**Stored data**

§

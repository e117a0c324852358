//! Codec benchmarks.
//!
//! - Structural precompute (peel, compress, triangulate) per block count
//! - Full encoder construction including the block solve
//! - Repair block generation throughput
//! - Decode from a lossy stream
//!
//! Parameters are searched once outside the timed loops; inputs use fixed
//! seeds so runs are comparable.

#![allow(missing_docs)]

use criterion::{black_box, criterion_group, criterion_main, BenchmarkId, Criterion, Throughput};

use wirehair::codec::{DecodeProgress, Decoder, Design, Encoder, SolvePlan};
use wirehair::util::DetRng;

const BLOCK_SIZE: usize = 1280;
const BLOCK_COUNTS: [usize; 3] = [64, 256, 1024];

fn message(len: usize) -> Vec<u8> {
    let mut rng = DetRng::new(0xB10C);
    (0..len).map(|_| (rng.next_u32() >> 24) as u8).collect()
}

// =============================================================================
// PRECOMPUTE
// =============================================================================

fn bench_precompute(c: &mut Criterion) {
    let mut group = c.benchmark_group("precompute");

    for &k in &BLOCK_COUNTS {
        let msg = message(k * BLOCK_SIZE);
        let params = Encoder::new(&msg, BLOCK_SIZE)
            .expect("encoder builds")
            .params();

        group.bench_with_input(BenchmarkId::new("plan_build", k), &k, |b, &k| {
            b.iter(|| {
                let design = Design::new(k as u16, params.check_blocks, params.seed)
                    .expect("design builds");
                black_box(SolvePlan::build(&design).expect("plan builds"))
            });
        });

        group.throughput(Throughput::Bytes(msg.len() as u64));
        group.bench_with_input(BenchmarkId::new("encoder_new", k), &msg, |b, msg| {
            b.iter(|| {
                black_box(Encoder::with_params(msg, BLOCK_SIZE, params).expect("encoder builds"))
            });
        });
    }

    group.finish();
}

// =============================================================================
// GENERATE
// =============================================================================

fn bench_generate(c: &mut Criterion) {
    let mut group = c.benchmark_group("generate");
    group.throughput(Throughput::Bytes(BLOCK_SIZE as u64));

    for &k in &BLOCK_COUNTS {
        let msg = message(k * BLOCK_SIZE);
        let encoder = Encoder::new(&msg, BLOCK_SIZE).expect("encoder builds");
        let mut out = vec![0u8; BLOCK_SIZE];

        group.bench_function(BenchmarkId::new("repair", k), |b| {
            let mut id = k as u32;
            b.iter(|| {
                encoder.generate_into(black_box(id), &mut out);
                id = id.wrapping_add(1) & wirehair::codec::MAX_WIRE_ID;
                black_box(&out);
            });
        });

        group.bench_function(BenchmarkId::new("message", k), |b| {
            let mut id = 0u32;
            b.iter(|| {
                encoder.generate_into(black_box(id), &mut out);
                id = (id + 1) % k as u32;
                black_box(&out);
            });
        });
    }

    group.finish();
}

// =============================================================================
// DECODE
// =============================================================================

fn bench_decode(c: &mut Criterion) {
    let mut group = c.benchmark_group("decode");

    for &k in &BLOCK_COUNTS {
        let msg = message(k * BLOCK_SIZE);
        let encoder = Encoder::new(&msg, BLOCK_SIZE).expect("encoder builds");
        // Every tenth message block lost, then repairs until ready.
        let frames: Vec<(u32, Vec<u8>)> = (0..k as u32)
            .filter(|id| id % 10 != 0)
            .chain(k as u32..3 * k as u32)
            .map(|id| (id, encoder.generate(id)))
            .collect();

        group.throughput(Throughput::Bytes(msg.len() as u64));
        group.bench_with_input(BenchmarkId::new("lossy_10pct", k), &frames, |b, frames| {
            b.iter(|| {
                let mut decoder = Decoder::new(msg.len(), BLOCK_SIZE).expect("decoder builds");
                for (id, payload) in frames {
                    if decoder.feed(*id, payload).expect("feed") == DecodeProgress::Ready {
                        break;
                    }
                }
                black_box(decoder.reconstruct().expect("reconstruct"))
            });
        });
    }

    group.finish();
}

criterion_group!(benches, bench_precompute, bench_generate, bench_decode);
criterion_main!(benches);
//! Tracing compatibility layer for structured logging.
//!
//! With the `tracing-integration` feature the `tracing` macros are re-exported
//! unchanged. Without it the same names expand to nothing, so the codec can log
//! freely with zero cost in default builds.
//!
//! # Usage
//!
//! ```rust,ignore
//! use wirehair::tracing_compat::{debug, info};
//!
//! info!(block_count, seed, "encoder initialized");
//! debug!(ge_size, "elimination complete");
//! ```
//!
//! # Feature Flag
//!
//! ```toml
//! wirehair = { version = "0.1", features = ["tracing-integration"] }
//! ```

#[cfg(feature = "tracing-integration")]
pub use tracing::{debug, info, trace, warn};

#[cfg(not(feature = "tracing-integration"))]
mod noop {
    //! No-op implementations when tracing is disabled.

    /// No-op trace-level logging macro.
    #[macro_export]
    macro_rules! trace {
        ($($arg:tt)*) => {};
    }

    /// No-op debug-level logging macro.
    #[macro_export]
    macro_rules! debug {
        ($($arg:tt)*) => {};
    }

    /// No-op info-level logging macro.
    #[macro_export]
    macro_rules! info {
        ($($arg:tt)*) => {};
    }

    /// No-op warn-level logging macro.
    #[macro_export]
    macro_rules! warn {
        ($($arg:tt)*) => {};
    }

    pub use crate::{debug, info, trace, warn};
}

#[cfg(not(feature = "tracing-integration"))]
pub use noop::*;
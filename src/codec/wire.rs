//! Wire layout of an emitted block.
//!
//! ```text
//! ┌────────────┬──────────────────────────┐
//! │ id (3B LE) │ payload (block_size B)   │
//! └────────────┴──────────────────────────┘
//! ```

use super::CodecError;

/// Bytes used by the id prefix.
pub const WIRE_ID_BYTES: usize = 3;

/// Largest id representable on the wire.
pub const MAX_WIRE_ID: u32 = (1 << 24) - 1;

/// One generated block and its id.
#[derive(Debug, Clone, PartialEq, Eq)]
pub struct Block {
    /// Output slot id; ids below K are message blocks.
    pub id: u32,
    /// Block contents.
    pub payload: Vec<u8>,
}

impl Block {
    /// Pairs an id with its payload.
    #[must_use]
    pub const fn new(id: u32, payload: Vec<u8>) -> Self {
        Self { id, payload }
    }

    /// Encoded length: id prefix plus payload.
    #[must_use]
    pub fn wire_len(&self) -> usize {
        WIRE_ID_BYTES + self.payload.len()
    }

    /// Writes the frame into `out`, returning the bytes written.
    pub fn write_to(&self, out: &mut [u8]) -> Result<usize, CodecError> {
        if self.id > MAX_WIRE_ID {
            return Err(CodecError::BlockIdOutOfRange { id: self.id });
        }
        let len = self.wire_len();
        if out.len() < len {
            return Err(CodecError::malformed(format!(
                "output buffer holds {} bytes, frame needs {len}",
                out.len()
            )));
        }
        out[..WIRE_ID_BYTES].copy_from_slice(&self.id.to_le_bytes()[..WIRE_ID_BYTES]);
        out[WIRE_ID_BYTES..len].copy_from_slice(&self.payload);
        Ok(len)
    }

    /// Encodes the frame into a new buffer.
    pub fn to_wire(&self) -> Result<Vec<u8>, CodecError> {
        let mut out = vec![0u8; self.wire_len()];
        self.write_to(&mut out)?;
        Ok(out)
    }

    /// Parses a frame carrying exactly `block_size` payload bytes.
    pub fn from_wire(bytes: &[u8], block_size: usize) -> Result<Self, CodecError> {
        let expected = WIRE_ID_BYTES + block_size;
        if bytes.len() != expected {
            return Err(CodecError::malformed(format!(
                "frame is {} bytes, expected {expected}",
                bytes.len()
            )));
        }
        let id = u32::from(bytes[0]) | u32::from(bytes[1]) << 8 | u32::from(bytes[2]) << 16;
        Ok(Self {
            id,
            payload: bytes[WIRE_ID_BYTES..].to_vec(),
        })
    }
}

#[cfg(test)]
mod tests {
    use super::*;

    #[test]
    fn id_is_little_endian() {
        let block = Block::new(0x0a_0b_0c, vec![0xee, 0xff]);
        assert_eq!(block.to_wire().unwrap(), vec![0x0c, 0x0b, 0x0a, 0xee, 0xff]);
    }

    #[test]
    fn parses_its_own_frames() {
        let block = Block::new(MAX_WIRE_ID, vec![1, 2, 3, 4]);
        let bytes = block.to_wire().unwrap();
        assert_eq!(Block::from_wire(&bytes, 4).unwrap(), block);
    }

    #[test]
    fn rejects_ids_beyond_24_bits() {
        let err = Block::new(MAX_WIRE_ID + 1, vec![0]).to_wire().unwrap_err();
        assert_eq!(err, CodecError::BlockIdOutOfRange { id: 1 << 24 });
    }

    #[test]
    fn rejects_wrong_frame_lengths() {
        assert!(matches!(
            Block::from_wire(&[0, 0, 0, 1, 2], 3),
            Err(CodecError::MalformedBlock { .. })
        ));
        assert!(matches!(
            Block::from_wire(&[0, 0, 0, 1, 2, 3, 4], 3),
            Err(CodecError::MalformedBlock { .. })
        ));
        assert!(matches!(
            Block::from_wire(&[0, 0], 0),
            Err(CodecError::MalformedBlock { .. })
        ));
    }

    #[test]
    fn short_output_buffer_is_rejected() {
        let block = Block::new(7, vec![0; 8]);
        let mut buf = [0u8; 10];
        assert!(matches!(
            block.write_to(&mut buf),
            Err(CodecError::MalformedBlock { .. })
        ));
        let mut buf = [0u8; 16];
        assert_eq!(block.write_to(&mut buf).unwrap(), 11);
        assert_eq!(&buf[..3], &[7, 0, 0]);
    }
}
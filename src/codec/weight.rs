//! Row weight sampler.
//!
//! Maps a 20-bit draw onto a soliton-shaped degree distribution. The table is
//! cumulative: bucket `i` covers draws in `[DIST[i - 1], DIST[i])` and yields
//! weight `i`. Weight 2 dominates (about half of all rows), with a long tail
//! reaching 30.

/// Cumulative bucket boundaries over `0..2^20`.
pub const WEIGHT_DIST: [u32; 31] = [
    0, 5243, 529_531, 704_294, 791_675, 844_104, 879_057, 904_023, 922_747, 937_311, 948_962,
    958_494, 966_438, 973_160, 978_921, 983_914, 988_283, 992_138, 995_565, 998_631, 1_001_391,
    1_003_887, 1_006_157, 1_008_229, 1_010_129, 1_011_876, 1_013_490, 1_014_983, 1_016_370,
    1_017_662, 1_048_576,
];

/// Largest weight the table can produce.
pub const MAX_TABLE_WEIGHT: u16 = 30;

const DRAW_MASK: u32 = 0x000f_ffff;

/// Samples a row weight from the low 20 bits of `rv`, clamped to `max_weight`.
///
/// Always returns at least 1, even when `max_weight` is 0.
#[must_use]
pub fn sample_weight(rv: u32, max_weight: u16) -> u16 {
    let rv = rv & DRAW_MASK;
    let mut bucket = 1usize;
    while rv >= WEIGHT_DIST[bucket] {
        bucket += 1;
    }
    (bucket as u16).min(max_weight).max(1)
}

§

Start at the first line of the entries above. Set down each line exactly through the one with "use wirehair::util::DetRng;", and stop there.

**Expected output**
repository e117a0c324852358
//! Codec benchmarks.
//!
//! - Structural precompute (peel, compress, triangulate) per block count
//! - Full encoder construction including the block solve
//! - Repair block generation throughput
//! - Decode from a lossy stream
//!
//! Parameters are searched once outside the timed loops; inputs use fixed
//! seeds so runs are comparable.

#![allow(missing_docs)]

use criterion::{black_box, criterion_group, criterion_main, BenchmarkId, Criterion, Throughput};

use wirehair::codec::{DecodeProgress, Decoder, Design, Encoder, SolvePlan};
use wirehair::util::DetRng;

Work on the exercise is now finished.